December 27th, 2005 7:59 AM

Washington Post reporter Evelyn Nieves, a crusading and roving liberal reporter based in San Francisco, lands on the Post front page today with an abortion dispatch from South Dakota. "S.D. Makes Abortion Rare Through Laws And Stigma," reads the headline. But wait, don’t Democrats love the idea of making abortion "safe, legal, and rare"? This is the kind of article where the media displays that they really want abortion safe, legal, unstigmatized, offered daily and available within a 20-minute drive. This is the kind of article, to be plain, that is pro-abortion, not pro-choice.

Nieves sets the sad stage, where the Sioux Falls Planned Parenthood clinic can only perform abortions one day a week, since they’re dependent on doctors flying in from Minneapolis to do the dirty work. "The last doctor in South Dakota to perform abortions stopped about eight years ago; the consensus in the medical community is that offering the procedure is not worth the stigma of being branded a baby killer." To Nieves, an abortion doctor is not a baby-killer. Each one of them is a medical and political hero for "choice."

The point of the piece and the reason for its front-page placement becomes more apparent in paragraph seven (which is inside the paper):

As national leaders on both sides of the abortion debate focus on the upcoming Supreme Court nomination hearings of Samuel A. Alito Jr., they are watching states such as South Dakota pass more and more restrictions that might be upheld by a newly constituted, more conservative Supreme Court.

"Samuel Alito wrote the blueprint 20 years ago on how to dismantle and eventually overturn Roe," said Nancy Keenan, president of NARAL Pro-Choice America, referring to a memo Alito wrote in 1985 in which he mentioned passing restrictions on abortion as a way to mitigate the effects of Roe v. Wade . "If he is confirmed, Alito could cast the decisive vote that allows additional attacks on women's reproductive freedom from the states to stand."

Nieves then lines up the hard-luck story of having to drive to Sioux Falls (very much on the eastern edge of the state):

"Each week, 15 to 20 or so women from across South Dakota find their way to the Sioux Falls Planned Parenthood for an abortion, no easy feat for many of them.

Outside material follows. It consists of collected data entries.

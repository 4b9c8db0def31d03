//! Chart crawler
//!
//! Walks the pagination offsets strictly in sequence, one request at a time:
//! - a failed request is logged, followed by a backoff, and the page is skipped
//! - a page without entries ends the crawl (configurable)
//! - a page with entries is followed by a random politeness delay

#![allow(clippy::uninlined_format_args)]

use crate::domain::movie::MovieRecord;
use crate::infrastructure::config::CrawlerConfig;
use crate::infrastructure::parsing::{MovieListParser, ParseContext};
use crate::infrastructure::simple_http_client::FetchError;
use async_trait::async_trait;
use serde::Serialize;
use std::time::Duration;
use tokio::time::sleep;
use tracing::{info, warn};

/// Source of raw listing page bodies, keyed by pagination offset
#[async_trait]
pub trait PageSource: Send + Sync {
    async fn fetch_page(&self, offset: u32) -> Result<String, FetchError>;
}

/// What happened to one offset
#[derive(Debug, Clone, Copy, PartialEq, Eq, Serialize)]
#[serde(rename_all = "snake_case")]
pub enum PageOutcome {
    /// Page fetched and yielded this many entries
    Parsed(usize),
    /// Request failed; the page's entries are missing from the output
    Failed,
    /// Page fetched but contained no entries
    Empty,
}

/// Per-crawl statistics
#[derive(Debug, Clone, Default, PartialEq, Eq, Serialize)]
pub struct CrawlSummary {
    /// (offset, outcome) for every offset that was requested
    pub pages: Vec<(u32, PageOutcome)>,
    /// The crawl ended on an empty page before exhausting the offsets
    pub stopped_early: bool,
    pub total_records: usize,
}

impl CrawlSummary {
    pub fn pages_attempted(&self) -> usize {
        self.pages.len()
    }

    pub fn pages_succeeded(&self) -> usize {
        self.count(|outcome| matches!(outcome, PageOutcome::Parsed(_)))
    }

    pub fn pages_failed(&self) -> usize {
        self.count(|outcome| *outcome == PageOutcome::Failed)
    }

    pub fn pages_empty(&self) -> usize {
        self.count(|outcome| *outcome == PageOutcome::Empty)
    }

    /// Offsets whose request failed
    pub fn failed_offsets(&self) -> Vec<u32> {
        self.pages
            .iter()
            .filter(|(_, outcome)| *outcome == PageOutcome::Failed)
            .map(|(offset, _)| *offset)
            .collect()
    }

    fn count(&self, predicate: impl Fn(&PageOutcome) -> bool) -> usize {
        self.pages.iter().filter(|(_, outcome)| predicate(outcome)).count()
    }
}

/// Records in page-then-document order plus crawl statistics
#[derive(Debug, Clone, Default)]
pub struct CrawlOutcome {
    pub records: Vec<MovieRecord>,
    pub summary: CrawlSummary,
}

/// Sequential crawler over the chart's pagination offsets
pub struct Top250Crawler<S> {
    source: S,
    parser: MovieListParser,
    config: CrawlerConfig,
}

impl<S: PageSource> Top250Crawler<S> {
    /// Create a crawler; the parser is built from the configured selectors by the caller
    pub fn new(source: S, parser: MovieListParser, config: CrawlerConfig) -> Self {
        Self {
            source,
            parser,
            config,
        }
    }

    pub fn source(&self) -> &S {
        &self.source
    }

    /// Fetch every page and extract all entries. Never fails; problems are
    /// reflected in the summary.
    pub async fn fetch_all(&self) -> CrawlOutcome {
        let mut outcome = CrawlOutcome::default();

        for (page_index, offset) in (0_u32..).zip(self.config.offsets()) {
            info!("Fetching start={} ...", offset);

            let body = match self.source.fetch_page(offset).await {
                Ok(body) => body,
                Err(e) => {
                    warn!("Request failed for start={}: {}", offset, e);
                    outcome.summary.pages.push((offset, PageOutcome::Failed));
                    self.pause(self.config.failure_backoff()).await;
                    continue;
                }
            };

            let context = ParseContext::new(page_index, offset).with_expected_entries(self.config.page_size);
            let records = self.parser.parse_page(&body, &context);

            if records.is_empty() {
                outcome.summary.pages.push((offset, PageOutcome::Empty));
                if self.config.stop_on_empty_page {
                    warn!("No items found on page start={} - maybe blocked or page structure changed.", offset);
                    outcome.summary.stopped_early = true;
                    break;
                }
                warn!("No items found on page start={}, skipping", offset);
                self.pause(self.config.politeness_delay()).await;
                continue;
            }

            info!("Extracted {} entries from start={}", records.len(), offset);
            outcome.summary.pages.push((offset, PageOutcome::Parsed(records.len())));
            outcome.records.extend(records);

            self.pause(self.config.politeness_delay()).await;
        }

        outcome.summary.total_records = outcome.records.len();
        info!(
            "Crawl finished: {} records, {} pages ok, {} failed, {} empty{}",
            outcome.summary.total_records,
            outcome.summary.pages_succeeded(),
            outcome.summary.pages_failed(),
            outcome.summary.pages_empty(),
            if outcome.summary.stopped_early { " (stopped early)" } else { "" }
        );
        outcome
    }

    async fn pause(&self, delay: Duration) {
        if !delay.is_zero() {
            sleep(delay).await;
        }
    }
}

South Dakota is home to some of the poorest counties in the country, including the poorest, Buffalo County, seat of the Crow Creek Sioux reservation. State law forbids any public funding for the $450 procedure, even in the case of rape or incest. Beyond cost, there is the distance. It's a long slog here from places like Rapid City, about 350 miles away in the western part of the state. For some women, the only way to do it -- and not pay for a hotel room -- is to make the 700-mile trip in one day."

In other words, making South Dakota a truly happy abortion paradise would require subsidizing abortions with public funds and making them available in every town with a population greater than, say, 3,000 people. It’s a little odd – and also indicative of the biases of the media outlet – that no one presses Planned Parenthood about the abortion price tag. If it’s so high, why wouldn’t you ask the country’s leading abortion-providing corporation why it’s so profit-driven? (Here's today's Brent Baker-style fun fact: people from Rapid City would have a shorter drive if they went to Planned Parenthood's clinic in Casper, Wyoming, at least 25 miles shorter if you take I-90.)

Pro-life leaders are quoted in the story, but notice the oddness of the caption on the story's photo: "Allen Unruh, an abortion opponent, and Kate Looby, state director of Planned Parenthood in South Dakota, listen at a meeting of the state task force on abortion." That's called burying the label for the abortion proponent, make that abortion industry.

When I talk to college students, I cite this kind of an article to explain that reporting isn't "pro-choice," it's pro-abortion. When you think something like this is a social good, you complain that it's not more readily available, cheaper, and easier. When you want more doctors to choose the specialty of abortion "providing," and want abortions provided in every small town, you're not just for "choice," you're for making that choice as leisurely as possible. If someone argued that smoking should be available in every bar and public office building, they wouldn't be called "pro-choice," but "pro-smoking." The same logic applies to these stories.